Wilma grew into a dangerous Category 4 hurricane with maximum sustained winds of 150 mph. It was only Tuesday morning that Wilma grew from a tropical storm into a weak hurricane, with 80 mph winds.

The storm could become a Category 5 sometime today, the National Hurricane Center in Miami said.

Forecasters warned that Wilma was likely to rake Honduras and the Cayman Islands before turning toward the narrow Yucatan Channel between Cuba and Mexico’s Cancun region – then move into the storm-weary Gulf.

The hurricane’s outer bands brought rain, high winds and heavy surf to the Atlantic coasts of Nicaragua and Honduras, which closed two seaports on its Caribbean coast.

By midnight, the hurricane was centered about 175 miles southwest of Grand Cayman Island and about 400 miles southeast of Cozumel, Mexico. It was moving toward the west-northwest at nearly 8 mph, according to the Hurricane Center.

“It does look like it poses a significant threat to Florida by the weekend. Of course, these are four- and five-day forecasts, so things can change,” said Dan Brown, a meteorologist at the U.S. National Hurricane Center.

Wilma already had been blamed for one death in Jamaica as a tropical depression Sunday. It has flooded several low-lying communities and triggered mudslides that blocked roads and damaged several homes, said Barbara Carby, head of Jamaica’s emergency management office. She said that some 250 people were in shelters throughout the island.

While some Florida residents started preparing by buying water, canned food and other supplies, hurricane shutters hadn’t gone up yet in Punta Gorda, on Florida’s Gulf coast, and no long lines had formed for supplies or gas.

The storm is the record-tying 12th hurricane of the season, the same number reached in 1969; 12 is the most in one season since record-keeping began in 1851.

On Monday, Wilma became the Atlantic hurricane season’s 21st named storm, tying the record set in 1933 and exhausting the list of names for this year.

The deadly season has already witnessed the devastation of Katrina and Rita in the past two months, which killed more than 1,200 people and caused billions of dollars in damage.

Honduras and its neighbors already are recovering from flooding and mudslides caused earlier this month from storms related to Hurricane Stan. At least 796 people were killed, most of them in Guatemala, with many more still missing.

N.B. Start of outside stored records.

//! Platform probes
//!
//! Each platform implements [`PlatformProbe`]; the aggregator asks the probe
//! returned by [`probe_for`] for one category at a time and degrades any
//! `Err` to the sentinel for that field only.

pub mod android;
pub mod common;
pub mod desktop;
pub mod gpu;
pub mod linux;
pub mod macos;
pub mod packages;
pub mod sensors;
pub mod windows;

use crate::data::{AndroidInfo, BatteryEntry, Capacity, CpuInfo, DisplayEntry, NetworkInterface, OsInfo, ThemeInfo};
use crate::error::{FetchError, Result};
use crate::platform::{Platform, PlatformContext};

/// One category of host information per method, specialised per platform
pub trait PlatformProbe: Send + Sync {
    fn name(&self) -> &'static str;

    fn hostname(&self) -> Result<String> {
        common::hostname()
    }

    fn os(&self) -> Result<OsInfo>;
    fn cpu(&self) -> Result<CpuInfo>;
    fn gpu(&self) -> Result<String>;
    fn memory(&self) -> Result<Capacity>;
    fn disk(&self) -> Result<Capacity>;
    fn uptime(&self) -> Result<u64>;
    fn batteries(&self) -> Result<Vec<BatteryEntry>>;
    fn packages(&self) -> Result<String>;
    fn displays(&self) -> Result<Vec<DisplayEntry>>;

    /// Resolution of the first display
    fn resolution(&self) -> Result<String> {
        self.displays()?
            .into_iter()
            .next()
            .map(|display| display.resolution)
            .ok_or_else(|| FetchError::detection("no display found"))
    }

    fn theme(&self) -> Result<ThemeInfo>;
    fn network(&self) -> Result<Vec<NetworkInterface>>;
    fn swap(&self) -> Result<Capacity>;

    fn android(&self) -> Result<AndroidInfo> {
        Err(FetchError::Unsupported(self.name()))
    }
}

/// Select the probe implementation for the context's platform
pub fn probe_for(ctx: &PlatformContext) -> Box<dyn PlatformProbe> {
    match ctx.platform {
        Platform::Linux => Box::new(linux::LinuxProbe::new()),
        Platform::Android => Box::new(android::AndroidProbe::new()),
        Platform::MacOs => Box::new(macos::MacProbe),
        Platform::Windows => Box::new(windows::WindowsProbe),
        Platform::Unknown => Box::new(UnsupportedProbe),
    }
}

/// Probe for platforms without an implementation; every category fails
pub struct UnsupportedProbe;

const UNSUPPORTED: &str = "an unsupported platform";

impl PlatformProbe for UnsupportedProbe {
    fn name(&self) -> &'static str {
        UNSUPPORTED
    }

    fn os(&self) -> Result<OsInfo> {
        Err(FetchError::Unsupported(UNSUPPORTED))
    }

    fn cpu(&self) -> Result<CpuInfo> {
        Err(FetchError::Unsupported(UNSUPPORTED))
    }

    fn gpu(&self) -> Result<String> {
        Err(FetchError::Unsupported(UNSUPPORTED))
    }

    fn memory(&self) -> Result<Capacity> {
        Err(FetchError::Unsupported(UNSUPPORTED))
    }

    fn disk(&self) -> Result<Capacity> {
        Err(FetchError::Unsupported(UNSUPPORTED))
    }

    fn uptime(&self) -> Result<u64> {
        Err(FetchError::Unsupported(UNSUPPORTED))
    }

    fn batteries(&self) -> Result<Vec<BatteryEntry>> {
        Err(FetchError::Unsupported(UNSUPPORTED))
    }

    fn packages(&self) -> Result<String> {
        Err(FetchError::Unsupported(UNSUPPORTED))
    }

    fn displays(&self) -> Result<Vec<DisplayEntry>> {
        Err(FetchError::Unsupported(UNSUPPORTED))
    }

    fn theme(&self) -> Result<ThemeInfo> {
        Err(FetchError::Unsupported(UNSUPPORTED))
    }

    fn network(&self) -> Result<Vec<NetworkInterface>> {
        Err(FetchError::Unsupported(UNSUPPORTED))
    }

    fn swap(&self) -> Result<Capacity> {
        Err(FetchError::Unsupported(UNSUPPORTED))
    }
}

The government of flood-prone Honduras warned that Hurricane Wilma posed “an imminent threat to life and property of the people of the Atlantic coast.” Neighboring Nicaragua also declared an alert.

Authorities in the Cayman Islands earlier called a hurricane alert.

Forecasters said Wilma should avoid the central U.S. Gulf coast that was devastated by Katrina and Rita. “There’s no scenario now that takes it toward Louisiana or Mississippi, but that could change,” said Max Mayfield, director of the National Hurricane Center.